Yes, No, or Maybe? (イエスかノーか半分か, Iesu ka Nō ka Hanbun ka) is a Japanese yaoi light novel series written by Michi Ichiho and illustrated by Lala Takemiya. The stories are serialized in the quarterly magazine Shōsetsu Dear+ since 2013. Shinshokan have published three volumes, three side stories, and two spin-off volumes since November 2014 under their Dear+ Bunko imprint. Seven Seas Entertainment has licensed the series in English for North American release. An anime film adaptation by Lesprit premiered on December 11, 2020. Seven Seas Entertainment also released a manga adaptation beginning in October 2024.

==Plot==
Kei Kunieda, a popular TV host, is known for his professional behavior, but he's the polar opposite in private.

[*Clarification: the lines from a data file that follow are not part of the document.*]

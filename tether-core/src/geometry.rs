//! Geometry primitives shared by all positioning code.
//!
//! All values are logical pixels in a single shared coordinate space
//! (the viewport on web, the window on native) with the origin at the
//! top-left corner. Rects and sizes are immutable snapshots: they are
//! only ever replaced wholesale, never partially mutated, so every
//! recomputation is a pure function of its current inputs.

use serde::{Deserialize, Serialize};

/// The anchor's bounding box at measurement time.
///
/// Produced by an [`crate::AnchorProvider`] and re-measured on every
/// open and on every viewport-change event.
#[derive(Debug, Clone, Copy, PartialEq, Serialize, Deserialize)]
pub struct AnchorRect {
    /// Left edge in the shared coordinate space.
    pub x: f32,
    /// Top edge in the shared coordinate space.
    pub y: f32,
    /// Anchor width in pixels.
    pub width: f32,
    /// Anchor height in pixels.
    pub height: f32,
}

impl AnchorRect {
    /// Create a new anchor rect.
    #[must_use]
    pub const fn new(x: f32, y: f32, width: f32, height: f32) -> Self {
        Self {
            x,
            y,
            width,
            height,
        }
    }

    /// Right edge (`x + width`).
    #[must_use]
    pub fn right(&self) -> f32 {
        self.x + self.width
    }

    /// Bottom edge (`y + height`).
    #[must_use]
    pub fn bottom(&self) -> f32 {
        self.y + self.height
    }

    /// Horizontal center.
    #[must_use]
    pub fn center_x(&self) -> f32 {
        self.x + self.width / 2.0
    }

    /// Vertical center.
    #[must_use]
    pub fn center_y(&self) -> f32 {
        self.y + self.height / 2.0
    }
}

/// Measured size of the floating content.
///
/// Starts at [`ContentSize::ZERO`] (unmeasured) and is updated once
/// actual layout completes.
#[derive(Debug, Clone, Copy, PartialEq, Serialize, Deserialize)]
pub struct ContentSize {
    /// Content width in pixels.
    pub width: f32,
    /// Content height in pixels.
    pub height: f32,
}

impl ContentSize {
    /// The unmeasured size.
    pub const ZERO: Self = Self {
        width: 0.0,
        height: 0.0,
    };

    /// Create a new content size.
    #[must_use]
    pub const fn new(width: f32, height: f32) -> Self {
        Self { width, height }
    }

    /// Whether actual layout has produced this size.
    ///
    /// A zero height means the content has not been laid out yet;
    /// positions computed from it are provisional.
    #[must_use]
    pub fn is_measured(&self) -> bool {
        self.height > 0.0
    }
}

impl Default for ContentSize {
    fn default() -> Self {
        Self::ZERO
    }
}

/// Platform safe-area reservations (notches, home indicator).
///
/// Zero on web.
#[derive(Debug, Clone, Copy, PartialEq, Default, Serialize, Deserialize)]
pub struct SafeAreaInsets {
    /// Reserved space at the top of the screen.
    pub top: f32,
    /// Reserved space at the right of the screen.
    pub right: f32,
    /// Reserved space at the bottom of the screen.
    pub bottom: f32,
    /// Reserved space at the left of the screen.
    pub left: f32,
}

impl SafeAreaInsets {
    /// No reserved space on any edge.
    pub const ZERO: Self = Self {
        top: 0.0,
        right: 0.0,
        bottom: 0.0,
        left: 0.0,
    };

    /// Create insets for all four edges.
    #[must_use]
    pub const fn new(top: f32, right: f32, bottom: f32, left: f32) -> Self {
        Self {
            top,
            right,
            bottom,
            left,
        }
    }
}

/// The visible viewport dimensions.
#[derive(Debug, Clone, Copy, PartialEq, Serialize, Deserialize)]
pub struct Viewport {
    /// Viewport width in pixels.
    pub width: f32,
    /// Viewport height in pixels.
    pub height: f32,
}

impl Viewport {
    /// Create a new viewport.
    #[must_use]
    pub const fn new(width: f32, height: f32) -> Self {
        Self { width, height }
    }
}

/// A computed placement result.
///
/// `width` is set only when the caller requested anchor-width
/// matching.
#[derive(Debug, Clone, Copy, PartialEq, Serialize, Deserialize)]
pub struct Position {
    /// Distance from the top of the shared coordinate space.
    pub top: f32,
    /// Distance from the left of the shared coordinate space.
    pub left: f32,
    /// Forced width, present only under anchor-width matching.
    #[serde(skip_serializing_if = "Option::is_none")]
    pub width: Option<f32>,
}

impl Position {
    /// Create a position with no forced width.
    #[must_use]
    pub const fn new(top: f32, left: f32) -> Self {
        Self {
            top,
            left,
            width: None,
        }
    }

    /// Attach a forced width (anchor-width matching).
    #[must_use]
    pub const fn with_width(mut self, width: f32) -> Self {
        self.width = Some(width);
        self
    }
}

#[cfg(test)]
mod tests {
    use super::*;

    #[test]
    fn anchor_rect_edges() {
        let rect = AnchorRect::new(10.0, 20.0, 100.0, 40.0);
        assert!((rect.right() - 110.0).abs() < f32::EPSILON);
        assert!((rect.bottom() - 60.0).abs() < f32::EPSILON);
        assert!((rect.center_x() - 60.0).abs() < f32::EPSILON);
        assert!((rect.center_y() - 40.0).abs() < f32::EPSILON);
    }

    #[test]
    fn content_size_zero_is_unmeasured() {
        assert!(!ContentSize::ZERO.is_measured());
        assert!(!ContentSize::new(120.0, 0.0).is_measured());
        assert!(ContentSize::new(120.0, 30.0).is_measured());
    }

    #[test]
    fn position_width_skipped_when_absent() {
        let json = serde_json::to_string(&Position::new(1.0, 2.0)).expect("serialize");
        assert!(!json.contains("width"));

        let json = serde_json::to_string(&Position::new(1.0, 2.0).with_width(200.0))
            .expect("serialize");
        assert!(json.contains("200"));
    }

    #[test]
    fn insets_default_to_zero() {
        assert_eq!(SafeAreaInsets::default(), SafeAreaInsets::ZERO);
    }
}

One day, Ushio Tsuzuki, an animator, discovers his off-camera personality when they run into each other at the grocery store, where a bicycle accident causes Ushio to injure his wrist. Kei is forced to help Ushio while he recovers, and in an attempt to prevent Ushio from discovering his secret, Kei gives his name as "Owari." Ushio, however, comes to love him for who he truly is, and Kei struggles with his own feelings as well as hiding the truth from him.

==Characters==
- Kei Kunieda (国江田計, Kunieda Kei)

- Ushio Tsuzuki (都築潮, Tsuzuki Ushio)

==Media==
===Light novels===
====Main series====

| No. | Title | Original release date | English release date |
|---|---|---|---|
| 1 | Yes, No, or Maybe? Iesu ka Nō ka Hanbun ka (イエスかノーか半分か) | November 8, 2014 978-4-40352-364-9 | October 6, 2020 978-1-64505-866-3 |
| 2 | Sekai no Mannaka: Iesu ka Nō ka Hanbun ka (世界のまんなか～イエスかノーか半分か～) | June 10, 2015 978-4-403-52377-9 | March 12, 2024 978-1-63858-596-1 |
| 3 | O-uchi no Arika: Iesu ka Nō ka Hanbun ka (おうちのありか ~イエスかノーか半分か~) | June 30, 2016 978-4-403-52402-8 | June 4, 2024 978-1-63858-822-1 |

====Side stories====

| No. | Title | Original release date | English release date |
|---|---|---|---|
| 1 | Yokogao to Niji: Iesu ka Nō ka Hanbun ka Bangai-hen (横顔と虹彩 ~イエスかノーか半分か 番外篇~) | February 10, 2017 978-4403524165 | TBA |
| 2 | Koigateki to Niji: Iesu ka Nō ka Hanbun ka Bangai-hen (恋敵と虹彩~イエスかノーか半分か番外篇~) | August 10, 2018 978-4403524578 | TBA |
| 3 | Fusai de: Iesu ka Nō ka Hanbun ka Bangai-hen (ふさいで~イエスかノーか半分か番外篇~) | December 12, 2018 978-4403524714 | TBA |

====Spin-offs====

| No. | Title | Original release date | English release date |
|---|---|---|---|
| 1 | Off Air: Iesu ka Nō ka Hanbun ka (OFF AIR~イエスかノーか半分か~) | August 29, 2017 978-4-403-22115-6 | TBA |
| 2 | Off Air | October 31, 2019 978-4-403-22129-3 | TBA |

===Anime film===
An anime adaptation was announced on October 31, 2019, later revealed in 2020 to be a film. It is animated by Lesprit, with Masahiro Takata directing, Toshiyuki Morikawa as producer, Ayano Ōwada designing the characters, and Tomoki Hasegawa composing the music. The film premiered in Japanese theaters on December 11, 2020, as part of the BL Fes!! project's first event screenings. Atsushi Abe and Yoshihisa Kawahara performed the film's theme song "Sekai to Kakurenbo" as their respective characters. On March 10, 2021, Crunchyroll announced they had acquired streaming rights for the film outside of Asia and German-speaking Europe, releasing it on the same day.

==Reception==
The light novel series ranked first in 2016, 2018, and 2019 and second in 2017 in Next Books's annual light novel guide book Kono BL ga Yabai!, in the novel category. The series also ranked third in the Yomiuri Shimbuns Sugoi Japan Award in 2017, in the light novel category.